### HOW TO COMPLETE THIS TASK
The entries below hold a line with "within one session." and a line with "let mut options: Vec<ShuffledOption<T>>". Return those lines and all that lie between them, exactly and only.

╔══

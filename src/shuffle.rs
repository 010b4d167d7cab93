use rand::Rng;

/// An option placed at a display position, remembering where it came from.
#[derive(Debug, Clone, PartialEq, Eq)]
pub struct ShuffledOption<T> {
    pub value: T,
    /// Position of `value` in the canonical option list.
    pub original_index: usize,
}

/// Identity of one question within one session.
///
/// The generation changes on every restart, so a key never matches a
/// display order produced by an earlier session.
#[derive(Debug, Clone, Copy, PartialEq, Eq, Hash)]
pub struct QuestionKey {
    pub generation: u64,
    pub index: usize,
}

/// Returns `items` in uniformly random order, each paired with its original index.
///
/// Runs an in-place Fisher–Yates pass from the last position down to 1.
pub fn shuffle_options<R, T, I>(rng: &mut R, items: I) -> Vec<ShuffledOption<T>>
where
    R: Rng + ?Sized,
    I: IntoIterator<Item = T>,
{
    let mut options: Vec<ShuffledOption<T>> = items
        .into_iter()
        .enumerate()
        .map(|(original_index, value)| ShuffledOption {
            value,
            original_index,
        })
        .collect();

    fisher_yates(rng, &mut options);
    options
}

/// Random permutation of `0..len`.
pub fn display_order<R: Rng + ?Sized>(rng: &mut R, len: usize) -> Vec<usize> {
    let mut order: Vec<usize> = (0..len).collect();
    fisher_yates(rng, &mut order);
    order
}

fn fisher_yates<R: Rng + ?Sized, T>(rng: &mut R, items: &mut [T]) {
    for i in (1..items.len()).rev() {
        let j = rng.gen_range(0..=i);
        items.swap(i, j);
    }
}

/// Remembers the display order of the question currently on screen.
///
/// Renders may ask for the order any number of times; a new permutation is
/// drawn only when the question key changes.
#[derive(Debug, Clone, Default)]
pub struct DisplayOrderCache {
    current: Option<(QuestionKey, Vec<usize>)>,
}

impl DisplayOrderCache {
    pub fn new() -> Self {
        Self::default()
    }

    pub fn order_for<R: Rng + ?Sized>(
        &mut self,
        rng: &mut R,
        key: QuestionKey,
        len: usize,
    ) -> &[usize] {
        let stale = match &self.current {
            Some((cached_key, order)) => *cached_key != key || order.len() != len,
            None => true,
        };

        if stale {
            log::debug!(
                "drawing display order for question {} (generation {})",
                key.index,
                key.generation
            );
            self.current = Some((key, display_order(rng, len)));
        }

        match &self.current {
            Some((_, order)) => order,
            None => &[],
        }
    }

    pub fn key(&self) -> Option<QuestionKey> {
        self.current.as_ref().map(|(key, _)| *key)
    }

    pub fn clear(&mut self) {
        self.current = None;
    }
}
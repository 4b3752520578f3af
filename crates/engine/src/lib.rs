//! Command layer over the core session.
//!
//! Hosts drive a [`GameState`](flux_grid_core::GameState) through these two
//! entry points; each validates the request, reports a typed error with a
//! stable code on rejection, and otherwise runs one full turn.

pub mod place;
pub mod skill;

pub use place::{apply_place, PlaceError};
pub use skill::{apply_skill, SkillCommand, SkillError, SkillOutcome};
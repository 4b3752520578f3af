//! Tray module - the pieces currently offered to the player
//!
//! Removing a piece keeps the remaining ones in order. The tray is refilled
//! by the session only once it is empty.

use arrayvec::ArrayVec;
use serde::{Deserialize, Serialize};

use crate::pieces::Piece;
use crate::types::TRAY_SIZE;

#[derive(Debug, Clone, PartialEq, Eq, Default, Serialize, Deserialize)]
pub struct Tray {
    slots: ArrayVec<Piece, TRAY_SIZE>,
}

impl Tray {
    pub fn new() -> Self {
        Self::default()
    }

    /// Build a tray from pieces; anything past capacity is dropped
    pub fn from_pieces(pieces: impl IntoIterator<Item = Piece>) -> Self {
        Self {
            slots: pieces.into_iter().take(TRAY_SIZE).collect(),
        }
    }

    pub fn len(&self) -> usize {
        self.slots.len()
    }

    pub fn is_empty(&self) -> bool {
        self.slots.is_empty()
    }

    pub fn get(&self, index: usize) -> Option<&Piece> {
        self.slots.get(index)
    }

    pub fn pieces(&self) -> &[Piece] {
        &self.slots
    }

    pub fn iter(&self) -> impl Iterator<Item = &Piece> {
        self.slots.iter()
    }

    /// Remove and return the piece at `index`, shifting later pieces left
    pub fn take(&mut self, index: usize) -> Option<Piece> {
        if index < self.slots.len() {
            Some(self.slots.remove(index))
        } else {
            None
        }
    }

    /// Replace the piece at `index`; false if out of range
    pub fn replace(&mut self, index: usize, piece: Piece) -> bool {
        match self.slots.get_mut(index) {
            Some(slot) => {
                *slot = piece;
                true
            }
            None => false,
        }
    }

    /// Exchange two slots; false if either is out of range
    pub fn swap(&mut self, a: usize, b: usize) -> bool {
        if a >= self.slots.len() || b >= self.slots.len() {
            return false;
        }
        self.slots.swap(a, b);
        true
    }

    /// Replace the whole content
    pub fn refill(&mut self, pieces: impl IntoIterator<Item = Piece>) {
        self.slots.clear();
        self.slots.extend(pieces.into_iter().take(TRAY_SIZE));
    }
}
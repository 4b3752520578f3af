//! Objectives module - career goals and the level table
//!
//! Each career level lists one or more objectives and a move budget. Progress
//! is clamped at the target; a level is complete once every objective is.

use serde::{Deserialize, Serialize};

use crate::types::ObjectiveKind;

/// One goal with its progress
#[derive(Debug, Clone, Copy, PartialEq, Eq, Serialize, Deserialize)]
pub struct Objective {
    pub kind: ObjectiveKind,
    pub target: u32,
    pub current: u32,
}

impl Objective {
    pub fn new(kind: ObjectiveKind, target: u32) -> Self {
        Self {
            kind,
            target,
            current: 0,
        }
    }

    pub fn is_complete(&self) -> bool {
        self.current >= self.target
    }
}

/// Progress produced by one resolution
#[derive(Debug, Clone, Copy, PartialEq, Eq, Default)]
pub struct ObjectiveDelta {
    /// Session score after the action (Score objectives track the total)
    pub total_score: u32,
    pub lines_cleared: u32,
    pub chain_waves: u32,
    pub ice_broken: u32,
    pub bombs_exploded: u32,
}

/// Apply a delta to every objective, clamping at target
pub fn update_objectives(objectives: &mut [Objective], delta: &ObjectiveDelta) {
    for obj in objectives.iter_mut() {
        let next = match obj.kind {
            ObjectiveKind::Score => delta.total_score,
            ObjectiveKind::ClearLines => obj.current.saturating_add(delta.lines_cleared),
            ObjectiveKind::ChainReaction => obj.current.saturating_add(delta.chain_waves),
            ObjectiveKind::BreakIce => obj.current.saturating_add(delta.ice_broken),
            ObjectiveKind::UseBomb => obj.current.saturating_add(delta.bombs_exploded),
        };
        obj.current = next.min(obj.target);
    }
}

/// True when there is at least one objective and all are complete
pub fn objectives_complete(objectives: &[Objective]) -> bool {
    !objectives.is_empty() && objectives.iter().all(Objective::is_complete)
}

/// A career level
#[derive(Debug, Clone, Copy, PartialEq, Eq)]
pub struct LevelDef {
    pub name: &'static str,
    pub moves: u32,
    pub objectives: &'static [(ObjectiveKind, u32)],
}

impl LevelDef {
    /// Fresh objective list for this level
    pub fn objectives(&self) -> Vec<Objective> {
        self.objectives
            .iter()
            .map(|&(kind, target)| Objective::new(kind, target))
            .collect()
    }
}

/// Built-in career levels
pub static LEVELS: &[LevelDef] = &[
    LevelDef {
        name: "Boot Sequence",
        moves: 20,
        objectives: &[(ObjectiveKind::Score, 500)],
    },
    LevelDef {
        name: "Line Runner",
        moves: 25,
        objectives: &[(ObjectiveKind::ClearLines, 5)],
    },
    LevelDef {
        name: "Cold Start",
        moves: 30,
        objectives: &[(ObjectiveKind::BreakIce, 3), (ObjectiveKind::Score, 1500)],
    },
    LevelDef {
        name: "Demolition",
        moves: 30,
        objectives: &[(ObjectiveKind::UseBomb, 2), (ObjectiveKind::ClearLines, 8)],
    },
    LevelDef {
        name: "Cascade",
        moves: 35,
        objectives: &[
            (ObjectiveKind::ChainReaction, 6),
            (ObjectiveKind::Score, 4000),
        ],
    },
];

/// Level definition by index
pub fn level(index: usize) -> Option<&'static LevelDef> {
    LEVELS.get(index)
}

#[cfg(test)]
mod tests {
    use super::*;

    #[test]
    fn test_score_objective_tracks_total_not_sum() {
        let mut objs = vec![Objective::new(ObjectiveKind::Score, 1000)];
        let delta = ObjectiveDelta {
            total_score: 300,
            ..ObjectiveDelta::default()
        };
        update_objectives(&mut objs, &delta);
        update_objectives(&mut objs, &delta);
        assert_eq!(objs[0].current, 300);
    }

    #[test]
    fn test_progress_is_clamped_at_target() {
        let mut objs = vec![
            Objective::new(ObjectiveKind::ClearLines, 5),
            Objective::new(ObjectiveKind::ChainReaction, 2),
        ];
        let delta = ObjectiveDelta {
            lines_cleared: 4,
            chain_waves: 3,
            ..ObjectiveDelta::default()
        };
        update_objectives(&mut objs, &delta);
        update_objectives(&mut objs, &delta);

        assert_eq!(objs[0].current, 5);
        assert_eq!(objs[1].current, 2);
        assert!(objectives_complete(&objs));
    }

    #[test]
    fn test_empty_objective_list_is_never_complete() {
        assert!(!objectives_complete(&[]));
    }

    #[test]
    fn test_level_table_is_well_formed() {
        assert!(!LEVELS.is_empty());
        for def in LEVELS {
            assert!(def.moves > 0, "{}", def.name);
            assert!(!def.objectives.is_empty(), "{}", def.name);
            assert!(def.objectives.iter().all(|&(_, t)| t > 0), "{}", def.name);
        }
        assert!(level(LEVELS.len()).is_none());
    }
}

╚══

### RESPONSE
/// Identity of one question within one session.
///
/// The generation changes on every restart, so a key never matches a
/// display order produced by an earlier session.
#[derive(Debug, Clone, Copy, PartialEq, Eq, Hash)]
pub struct QuestionKey {
    pub generation: u64,
    pub index: usize,
}

/// Returns `items` in uniformly random order, each paired with its original index.
///
/// Runs an in-place Fisher–Yates pass from the last position down to 1.
pub fn shuffle_options<R, T, I>(rng: &mut R, items: I) -> Vec<ShuffledOption<T>>
where
    R: Rng + ?Sized,
    I: IntoIterator<Item = T>,
{
    let mut options: Vec<ShuffledOption<T>> = items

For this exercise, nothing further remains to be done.